Terra perduta è un romanzo robusto, ben articolato, dettagliato nei riferimenti storici, che includono la nascita delle prime ri- volte indipendentiste legate al movimento del Giovani Irlandesi, seguaci di O’Connell, in quel cammino lungo e periglioso che avrebbe poi portato, decenni dopo, alla Rivoluzione della Pasqua 1916, e alla lotta armata dell’Irish Republican Army. La sua trama ruota intorno al personaggio femminile di Gracelin O’Malley (detta Grace), giovane figlia di Patrick O’Malley, discendente da una nobile famiglia irlandese depauperata dalla sconfitta di Giacomo II, l’ultimo re cattolico d’Inghilterra. La sua famiglia vive ormai di povera agricoltura, coltivando la terra dello squire Bram Donnelly, proprietario di una delle tante Big Houses, le magioni dei ricchi terrieri poste a controllare le loro campagne.

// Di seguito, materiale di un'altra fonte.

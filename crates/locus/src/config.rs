//! Resolver configuration.

use serde::{Deserialize, Serialize};
use std::path::Path;

use crate::result::{LocusError, LocusResult};

/// Default number of correction passes
pub const DEFAULT_MAX_CORRECTIONS: usize = 2;

/// Environment variable overriding [`ResolverConfig::max_corrections`]
pub const ENV_MAX_CORRECTIONS: &str = "LOCUS_MAX_CORRECTIONS";

/// Environment variable overriding [`ResolverConfig::verify_hidden_as_success`]
pub const ENV_HIDDEN_AS_SUCCESS: &str = "LOCUS_HIDDEN_AS_SUCCESS";

/// Settings for a resolution run
#[derive(Debug, Clone, Copy, PartialEq, Eq, Serialize, Deserialize)]
#[serde(default, deny_unknown_fields)]
pub struct ResolverConfig {
    /// Upper bound on correction passes
    pub max_corrections: usize,
    /// Count a found-but-hidden element as a (medium confidence) pass
    pub verify_hidden_as_success: bool,
}

impl Default for ResolverConfig {
    fn default() -> Self {
        Self {
            max_corrections: DEFAULT_MAX_CORRECTIONS,
            verify_hidden_as_success: true,
        }
    }
}

impl ResolverConfig {
    /// Create default configuration
    #[must_use]
    pub fn new() -> Self {
        Self::default()
    }

    /// Set the correction pass budget
    #[must_use]
    pub const fn with_max_corrections(mut self, max_corrections: usize) -> Self {
        self.max_corrections = max_corrections;
        self
    }

    /// Set whether hidden matches pass
    #[must_use]
    pub const fn with_hidden_as_success(mut self, hidden_is_success: bool) -> Self {
        self.verify_hidden_as_success = hidden_is_success;
        self
    }

    /// Parse YAML configuration; missing keys keep their defaults
    pub fn from_yaml_str(yaml: &str) -> LocusResult<Self> {
        if yaml.trim().is_empty() {
            return Ok(Self::default());
        }
        Ok(serde_yaml_ng::from_str(yaml)?)
    }

    /// Load YAML configuration from a file
    pub fn from_path(path: impl AsRef<Path>) -> LocusResult<Self> {
        let yaml = std::fs::read_to_string(path)?;
        Self::from_yaml_str(&yaml)
    }

    /// Apply `LOCUS_*` environment overrides
    pub fn apply_env(self) -> LocusResult<Self> {
        self.apply_env_from(|key| std::env::var(key).ok())
    }

    /// Apply overrides from an arbitrary variable lookup
    pub fn apply_env_from(mut self, lookup: impl Fn(&str) -> Option<String>) -> LocusResult<Self> {
        if let Some(raw) = lookup(ENV_MAX_CORRECTIONS) {
            self.max_corrections = raw.trim().parse().map_err(|_| {
                LocusError::config(format!(
                    "{ENV_MAX_CORRECTIONS} must be a non-negative integer, got {raw:?}"
                ))
            })?;
        }
        if let Some(raw) = lookup(ENV_HIDDEN_AS_SUCCESS) {
            self.verify_hidden_as_success = match raw.trim().to_lowercase().as_str() {
                "1" | "true" | "yes" | "on" => true,
                "0" | "false" | "no" | "off" => false,
                _ => {
                    return Err(LocusError::config(format!(
                        "{ENV_HIDDEN_AS_SUCCESS} must be a boolean, got {raw:?}"
                    )))
                }
            };
        }
        Ok(self)
    }
}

In queste pagine dense e ricche di descrizioni paesaggistiche che valgono la nomea della bella Irlanda, ci viene narrata la storia di Grace, notata dal ricco Donnelly che vuole sposarla quasi per capriccio. Grace ha solo quindici anni, ma si sacrifica per dare alla sua povera famiglia una possibilità di riscatto (magari con l’attenuazione dell’esoso affitto della loro casupola). Donna soave e timorata di Dio, ella accetta questa sottomissione ad un marito ubriacone e arrogante, dandogli una figlia in attesa dell’erede agognato per la successione del titolo.
Moore, che con questo romanzo completa una sua trilogia sulla Grande Carestia, intreccia abilmente la storia di Grace con quella della Resistenza indipendentista irlandese ai suoi albori. Il fratello di Grace, Sean, uno storpio dotato di grande intelligenza e combattività, si unisce infatti ad una Fratellanza segreta, a cui aderiscono amici e famigliari (tra cui Morgan MacDonagh, uno dei capi della rivolta, innamorato perdutamente di Grace) e danno origine ad una micidiale guerriglia che “giustizia”, appena possibile, gli odiati squires, protetti dall’esercito inglese di stanza in Irlanda. In questo secondo filone si innesta il discorso sulla spietatezza dei proprietari inglesi, che non aprirono i loro granai (salvo pochissime eccezioni) alla folla morente. Cosa che invece Grace fa, approfittando dell’assenza di Bram, accogliendo masse di affamati nella sua casa e dando loro cibo. E ciò le costerà l’aggressione punitiva del marito, che la batterà fino a farle perdere il secondo figlio che ha in grembo.
In Terra perduta compare anche, sullo sfondo, un’altra grande tragedia, quella dell’emigrazione americana, che aprirà qualche possibilità di salvezza ad alcuni personaggi, tra cui Sean e la stessa Grace con la sua primogenita, dopo la confisca della casa in seguito alla morte violenta di Bram.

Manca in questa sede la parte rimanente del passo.